TASK STATEMENT →
Go through the material below and return each line with the string "totals" in it.

↓↓↓

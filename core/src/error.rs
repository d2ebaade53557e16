//! Error types for stampede-core

use thiserror::Error;

/// Core error type
///
/// Every variant here is fatal for the run: recoverable per-request failures
/// never become a `BenchError`, they travel through the pipeline as
/// [`Outcome`](crate::response::Outcome) data instead.
#[derive(Error, Debug)]
pub enum BenchError {
    /// Invalid configuration
    #[error("configuration error: {0}")]
    Config(String),

    /// A required builder field was never set
    #[error("missing required configuration: {0}")]
    MissingConfig(&'static str),

    /// The request source could not be loaded
    #[error("request source error: {0}")]
    Source(String),

    /// A worker could not establish its backend session
    #[error("worker {worker_id} could not connect to backend: {message}")]
    Connect {
        /// Worker that failed
        worker_id: usize,
        /// Backend error description
        message: String,
    },

    /// Contract violation detected while executing (malformed request,
    /// payload of the wrong shape for the backend)
    #[error("fatal error: {0}")]
    Fatal(String),

    /// Pipeline coordination failure (task panicked, stage vanished)
    #[error("orchestration error: {0}")]
    Orchestration(String),
}

impl BenchError {
    /// Configuration error
    pub fn config(message: impl Into<String>) -> Self {
        Self::Config(message.into())
    }

    /// Missing builder field
    pub fn missing_config(field: &'static str) -> Self {
        Self::MissingConfig(field)
    }

    /// Request source error
    pub fn source(message: impl Into<String>) -> Self {
        Self::Source(message.into())
    }

    /// Backend construction error for a worker
    pub fn connect(worker_id: usize, message: impl Into<String>) -> Self {
        Self::Connect {
            worker_id,
            message: message.into(),
        }
    }

    /// Fatal contract violation
    pub fn fatal(message: impl Into<String>) -> Self {
        Self::Fatal(message.into())
    }

    /// Orchestration failure
    pub fn orchestration(message: impl Into<String>) -> Self {
        Self::Orchestration(message.into())
    }
}

impl From<crate::config::ConfigError> for BenchError {
    fn from(err: crate::config::ConfigError) -> Self {
        Self::Config(err.to_string())
    }
}

/// Result type alias
pub type BenchResult<T> = std::result::Result<T, BenchError>;

#[cfg(test)]
mod tests {
    use super::*;

    #[test]
    fn test_missing_config_message() {
        let err = BenchError::missing_config("backend");
        assert_eq!(err.to_string(), "missing required configuration: backend");
    }

    #[test]
    fn test_connect_message_names_worker() {
        let err = BenchError::connect(3, "connection refused");
        let msg = err.to_string();
        assert!(msg.contains("worker 3"));
        assert!(msg.contains("connection refused"));
    }

    #[test]
    fn test_config_error_conversion() {
        let err: BenchError =
            crate::config::ConfigError::InvalidConcurrency("must be at least 1".into()).into();
        assert!(matches!(err, BenchError::Config(_)));
    }
}
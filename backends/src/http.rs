//! Plain HTTP backend

use std::sync::Arc;

use async_trait::async_trait;
use reqwest::{Client, Method};
use stampede_core::{
    Backend, BackendError, BackendFactory, BackendResponse, Request, RequestPayload,
};
use url::Url;

use crate::client::{classify_send_error, HttpConfig};

/// Creates one [`HttpBackend`] per worker, each with its own connection pool
#[derive(Debug, Clone)]
pub struct HttpFactory {
    config: HttpConfig,
}

impl HttpFactory {
    /// Create a factory that builds clients from `config`
    pub fn new(config: HttpConfig) -> Self {
        Self { config }
    }
}

#[async_trait]
impl BackendFactory for HttpFactory {
    fn name(&self) -> &str {
        "http"
    }

    async fn connect(&self, worker_id: usize) -> Result<Arc<dyn Backend>, BackendError> {
        let client = self.config.build_client()?;
        tracing::debug!(worker_id, "HTTP client ready");
        Ok(Arc::new(HttpBackend::new(client)))
    }
}

/// Issues each request as-is and reports its status code
///
/// The response body is read to the end and discarded so the connection
/// can be reused.
#[derive(Debug, Clone)]
pub struct HttpBackend {
    client: Client,
}

impl HttpBackend {
    /// Wrap an existing client
    pub fn new(client: Client) -> Self {
        Self { client }
    }
}

#[async_trait]
impl Backend for HttpBackend {
    fn name(&self) -> &str {
        "http"
    }

    async fn execute(&self, request: &Request) -> Result<BackendResponse, BackendError> {
        if !matches!(request.payload, RequestPayload::None) {
            return Err(BackendError::UnexpectedPayload {
                expected: RequestPayload::None.kind(),
                found: request.payload.kind(),
            });
        }

        let method = Method::from_bytes(request.method.as_bytes()).map_err(|_| {
            BackendError::InvalidRequest(format!("invalid method {:?}", request.method))
        })?;
        let url = Url::parse(&request.target).map_err(|e| {
            BackendError::InvalidRequest(format!("invalid url {}: {}", request.target, e))
        })?;

        let mut builder = self.client.request(method, url);
        if let Some(body) = &request.body {
            builder = builder.body(body.clone());
        }

        let response = builder.send().await.map_err(classify_send_error)?;
        let status = response.status().as_u16();

        // drain so the connection goes back to the pool
        response
            .bytes()
            .await
            .map_err(|e| BackendError::Transport(format!("reading body: {}", e)))?;

        Ok(BackendResponse::status(status))
    }
}
//! Worker statistics tracking

use crate::response::RequestResult;
use std::time::{Duration, Instant};

/// Statistics tracked by each worker
#[derive(Debug, Default, Clone)]
pub struct WorkerStats {
    /// Worker that produced these stats
    pub worker_id: usize,

    /// Requests that succeeded
    pub completed: usize,

    /// Requests that finished without success (non-2xx included)
    pub failures: usize,

    /// Failures with no usable response (transport, protocol, timeout, cancel)
    pub errors: usize,

    /// Sum of measured latencies
    pub total_latency: Duration,

    /// Worker start time
    pub started_at: Option<Instant>,

    /// Worker end time
    pub ended_at: Option<Instant>,
}

impl WorkerStats {
    /// Create new empty stats for `worker_id`
    pub fn new(worker_id: usize) -> Self {
        Self {
            worker_id,
            ..Self::default()
        }
    }

    /// Start tracking (records start time)
    pub fn start(&mut self) {
        self.started_at = Some(Instant::now());
    }

    /// Stop tracking (records end time)
    pub fn stop(&mut self) {
        self.ended_at = Some(Instant::now());
    }

    /// Record one emitted result
    pub fn record(&mut self, result: &RequestResult) {
        if result.is_success() {
            self.completed += 1;
        } else {
            self.failures += 1;
        }
        if result.is_error() {
            self.errors += 1;
        }
        self.total_latency += result.latency;
    }

    /// Get total number of results emitted
    pub fn total_requests(&self) -> usize {
        self.completed + self.failures
    }

    /// Get success rate (0.0 - 1.0)
    pub fn success_rate(&self) -> f64 {
        if self.total_requests() == 0 {
            0.0
        } else {
            self.completed as f64 / self.total_requests() as f64
        }
    }

    /// Get elapsed time since start
    pub fn elapsed(&self) -> Option<Duration> {
        self.started_at.map(|start| {
            self.ended_at
                .map(|end| end.duration_since(start))
                .unwrap_or_else(|| start.elapsed())
        })
    }

    /// Merge stats from another worker
    pub fn merge(&mut self, other: &WorkerStats) {
        self.completed += other.completed;
        self.failures += other.failures;
        self.errors += other.errors;
        self.total_latency += other.total_latency;
    }
}
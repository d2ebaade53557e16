//! Builder pattern for Orchestrator construction

use std::sync::Arc;
use std::time::Duration;

use tokio::sync::mpsc;

use crate::collector::ProgressSnapshot;
use crate::config::{RateLimit, RunConfig};
use crate::error::{BenchError, BenchResult};
use crate::traits::{BackendFactory, RequestGenerator};

use super::executor::Orchestrator;

/// Builder for creating an Orchestrator with proper configuration
///
/// # Example
///
/// ```ignore
/// let (orchestrator, snapshots_rx) = OrchestratorBuilder::new()
///     .concurrency(10)
///     .duration(Duration::from_secs(30))
///     .rate_limit(Some(RateLimit::per_second(100.0)))
///     .factory(factory)
///     .generator(generator)
///     .build()?;
/// ```
pub struct OrchestratorBuilder {
    config: RunConfig,
    factory: Option<Arc<dyn BackendFactory>>,
    generator: Option<Box<dyn RequestGenerator>>,
}

impl OrchestratorBuilder {
    /// Create a new orchestrator builder with default configuration
    pub fn new() -> Self {
        Self {
            config: RunConfig::default(),
            factory: None,
            generator: None,
        }
    }

    /// Set the full run configuration
    pub fn config(mut self, config: RunConfig) -> Self {
        self.config = config;
        self
    }

    /// Set the worker count
    pub fn concurrency(mut self, concurrency: usize) -> Self {
        self.config.concurrency = concurrency;
        self
    }

    /// Set the generation window
    pub fn duration(mut self, duration: Duration) -> Self {
        self.config.duration = duration;
        self
    }

    /// Set the per-request timeout
    pub fn timeout(mut self, timeout: Duration) -> Self {
        self.config.timeout = timeout;
        self
    }

    /// Set the rate limit
    pub fn rate_limit(mut self, limit: Option<RateLimit>) -> Self {
        self.config.rate_limit = limit;
        self
    }

    /// Cap the number of generated requests
    pub fn max_requests(mut self, max: Option<u64>) -> Self {
        self.config.max_requests = max;
        self
    }

    /// Set the backend factory
    pub fn factory(mut self, factory: Arc<dyn BackendFactory>) -> Self {
        self.factory = Some(factory);
        self
    }

    /// Set the request generator
    pub fn generator(mut self, generator: impl RequestGenerator + 'static) -> Self {
        self.generator = Some(Box::new(generator));
        self
    }

    /// Set an already boxed request generator
    pub fn boxed_generator(mut self, generator: Box<dyn RequestGenerator>) -> Self {
        self.generator = Some(generator);
        self
    }

    /// Build the orchestrator and return it along with the snapshot receiver
    ///
    /// # Errors
    ///
    /// Returns an error if the factory or generator are not set, or if
    /// configuration validation fails.
    pub fn build(self) -> BenchResult<(Orchestrator, mpsc::Receiver<ProgressSnapshot>)> {
        let factory = self
            .factory
            .ok_or_else(|| BenchError::missing_config("factory"))?;

        let generator = self
            .generator
            .ok_or_else(|| BenchError::missing_config("generator"))?;

        self.config.validate()?;

        let (snapshot_tx, snapshot_rx) =
            mpsc::channel(self.config.channels.snapshot_buffer.max(1));

        let orchestrator = Orchestrator::new(self.config, factory, generator, snapshot_tx);

        Ok((orchestrator, snapshot_rx))
    }
}

impl Default for OrchestratorBuilder {
    fn default() -> Self {
        Self::new()
    }
}
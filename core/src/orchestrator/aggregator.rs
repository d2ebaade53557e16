//! Result aggregation from multiple workers

use std::time::Duration;

use crate::worker::WorkerStats;

/// Aggregated statistics from all workers
#[derive(Debug, Clone, Default)]
pub struct AggregatedStats {
    /// Number of workers that completed
    pub total_workers: usize,

    /// Total successful requests
    pub total_completed: usize,

    /// Total unsuccessful requests
    pub total_failures: usize,

    /// Unsuccessful requests without a usable response
    pub total_errors: usize,

    /// Sum of latencies across all workers
    pub total_latency: Duration,

    /// Maximum duration across all workers
    pub total_duration: Duration,

    /// Overall requests per second
    pub requests_per_second: f64,
}

impl AggregatedStats {
    /// Get the total number of requests (completed + failures)
    pub fn total_requests(&self) -> usize {
        self.total_completed + self.total_failures
    }

    /// Get the success rate (0.0 - 1.0)
    pub fn success_rate(&self) -> f64 {
        let total = self.total_requests();
        if total > 0 {
            self.total_completed as f64 / total as f64
        } else {
            0.0
        }
    }

    /// Mean latency over every request, if any ran
    pub fn mean_latency(&self) -> Option<Duration> {
        let total = self.total_requests() as u128;
        if total == 0 {
            return None;
        }
        Some(Duration::from_nanos(
            (self.total_latency.as_nanos() / total) as u64,
        ))
    }
}

/// Aggregate statistics from multiple workers
pub fn aggregate_worker_stats(stats: &[WorkerStats]) -> AggregatedStats {
    if stats.is_empty() {
        return AggregatedStats::default();
    }

    let totals = stats.iter().fold(WorkerStats::default(), |mut acc, s| {
        acc.merge(s);
        acc
    });

    // Use the maximum elapsed time across all workers
    let total_duration = stats
        .iter()
        .filter_map(|s| s.elapsed())
        .max()
        .unwrap_or(Duration::ZERO);

    let secs = total_duration.as_secs_f64();
    let requests_per_second = if secs > 0.0 {
        totals.total_requests() as f64 / secs
    } else {
        0.0
    };

    AggregatedStats {
        total_workers: stats.len(),
        total_completed: totals.completed,
        total_failures: totals.failures,
        total_errors: totals.errors,
        total_latency: totals.total_latency,
        total_duration,
        requests_per_second,
    }
}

↑↑↑

ANSWER AREA →
    let totals = stats.iter().fold(WorkerStats::default(), |mut acc, s| {
        totals.total_requests() as f64 / secs
        total_completed: totals.completed,
        total_failures: totals.failures,
        total_errors: totals.errors,
        total_latency: totals.total_latency,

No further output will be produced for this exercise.